According to Aristotle, since man is a rational and speaking being, coexistence is in his nature; Therefore, society and the state are natural entities. The reason for the existence of society and the state is based on human nature.

In the third book of Aristotle Politics, “What is the State?” asks the question. According to Aristotle, the foundation of the state is also justice, because right constitutes the basis of the political community. In this case justice is the good that is intended in the state. In order to investigate what justice is, it is necessary to investigate for whom it is. According to Aristotle, justice is good for the whole society. What matters is the common good of the whole society. That’s why Aristotle searches for the best form of government. According to Aristotle, the best form of government is the one that aims for the good of all citizens. The number of heads does not matter as long as the welfare of all citizens is aimed. The main purpose of the state is to ensure the well-being of its citizens. According to Aristotle, a constitution is a way of organizing those who live in a state and is the way the sovereign power is organized.

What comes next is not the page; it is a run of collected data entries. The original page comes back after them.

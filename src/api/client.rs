//! HTTP source backed by the REST Countries API.
//!
//! The public `/all` endpoint refuses requests without a `fields` query and
//! caps it at ten fields, so a bare endpoint is fetched once per entry of
//! `FIELD_GROUPS` and the partial records are merged by `cca3`. An endpoint
//! that already carries a query string is fetched exactly as given.

use async_trait::async_trait;
use log::{debug, info, warn};
use serde_json::{Map, Value};
use std::collections::HashMap;

use super::source::{CountrySource, FetchError};
use super::types::{RawCountry, parse_countries};
use crate::core::config::DEFAULT_ENDPOINT;
use crate::core::country::Country;

/// Fields Atlas reads, split to stay within the per-request limit.
/// The first group carries everything the list needs; later groups only
/// add to records the first one returned.
pub const FIELD_GROUPS: [&str; 2] = [
    "cca3,name,population,area,region,subregion,unMember,independent,borders,flag",
    "cca3,flags,capital,languages,currencies,continents",
];

/// Fetches the dataset from `endpoint`.
pub struct RestCountriesClient {
    endpoint: String,
    client: reqwest::Client,
}

impl RestCountriesClient {
    /// Creates a new client.
    ///
    /// # Arguments
    /// * `endpoint` - Optional custom URL (defaults to REST Countries `/v3.1/all`)
    pub fn new(endpoint: Option<String>) -> Self {
        Self {
            endpoint: endpoint.unwrap_or_else(|| DEFAULT_ENDPOINT.to_string()),
            client: reqwest::Client::new(),
        }
    }

    pub fn endpoint(&self) -> &str {
        &self.endpoint
    }

    /// URLs to fetch, in merge order.
    pub fn request_urls(&self) -> Vec<String> {
        if self.endpoint.contains('?') {
            return vec![self.endpoint.clone()];
        }
        FIELD_GROUPS
            .iter()
            .map(|fields| format!("{}?fields={fields}", self.endpoint))
            .collect()
    }

    async fn get_body(&self, url: &str) -> Result<String, FetchError> {
        let response = self
            .client
            .get(url)
            .header("Accept", "application/json")
            .send()
            .await
            .map_err(|e| FetchError::Network(e.to_string()))?;

        debug!("REST Countries response status: {}", response.status());

        if !response.status().is_success() {
            let status = response.status().as_u16();
            let err_body = response
                .text()
                .await
                .unwrap_or_else(|_| "unknown error".to_string());
            warn!("REST Countries error: {} - {}", status, err_body);
            return Err(FetchError::Status {
                status,
                message: err_body,
            });
        }

        response
            .text()
            .await
            .map_err(|e| FetchError::Network(e.to_string()))
    }
}

/// Folds partial records into `merged`, keyed by `cca3`.
/// With `extend_only`, records whose code is not already present are dropped.
fn merge_records(
    merged: &mut Vec<Map<String, Value>>,
    index: &mut HashMap<String, usize>,
    records: Vec<Map<String, Value>>,
    extend_only: bool,
) {
    for record in records {
        let code = record.get("cca3").and_then(Value::as_str).map(str::to_owned);
        match code.as_ref().and_then(|c| index.get(c).copied()) {
            Some(slot) => merged[slot].extend(record),
            None if extend_only => {}
            None => {
                if let Some(code) = code {
                    index.insert(code, merged.len());
                }
                merged.push(record);
            }
        }
    }
}

#[async_trait]
impl CountrySource for RestCountriesClient {
    fn name(&self) -> &str {
        "restcountries"
    }

    async fn fetch_countries(&self) -> Result<Vec<Country>, FetchError> {
        let urls = self.request_urls();

        if let [url] = urls.as_slice() {
            info!("Fetching countries from {}", url);
            let body = self.get_body(url).await?;
            let countries = parse_countries(&body)?;
            info!("Fetched {} countries ({} bytes)", countries.len(), body.len());
            return Ok(countries);
        }

        let mut merged = Vec::new();
        let mut index = HashMap::new();
        for (i, url) in urls.iter().enumerate() {
            info!("Fetching countries from {}", url);
            let body = self.get_body(url).await?;
            let records: Vec<Map<String, Value>> = serde_json::from_str(&body)?;
            merge_records(&mut merged, &mut index, records, i > 0);
        }

        let countries = merged
            .into_iter()
            .map(|record| {
                serde_json::from_value::<RawCountry>(Value::Object(record)).map(Country::from)
            })
            .collect::<Result<Vec<_>, _>>()?;
        info!("Fetched {} countries in {} requests", countries.len(), urls.len());
        Ok(countries)
    }
}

According to Aristotle, the ultimate purpose of the state is to ensure the well-being and happiness of its citizens.

In order to examine the state, it is necessary first to consider the citizens who compose it. Because “The State is the sum of the citizens” (Aristotle 2004, p. 70). When the state is defined as a community of citizens by Aristotle, the question of what a citizen is is asked. According to Aristotle, living in a certain country does not make a citizen a citizen. The right to sue and be sued does not make a citizen a citizen. Coming from several generations of citizens does not make a citizen a citizen either. So who is a citizen? A citizen is a person who takes political, legal and administrative duties by participating in the state administration and the judiciary. The state also means the unification of citizens in a constitution. Therefore, if the definition of a citizen is to be a person participating in the administration within a certain constitutional government, the meaning of the citizen changes depending on the form of government.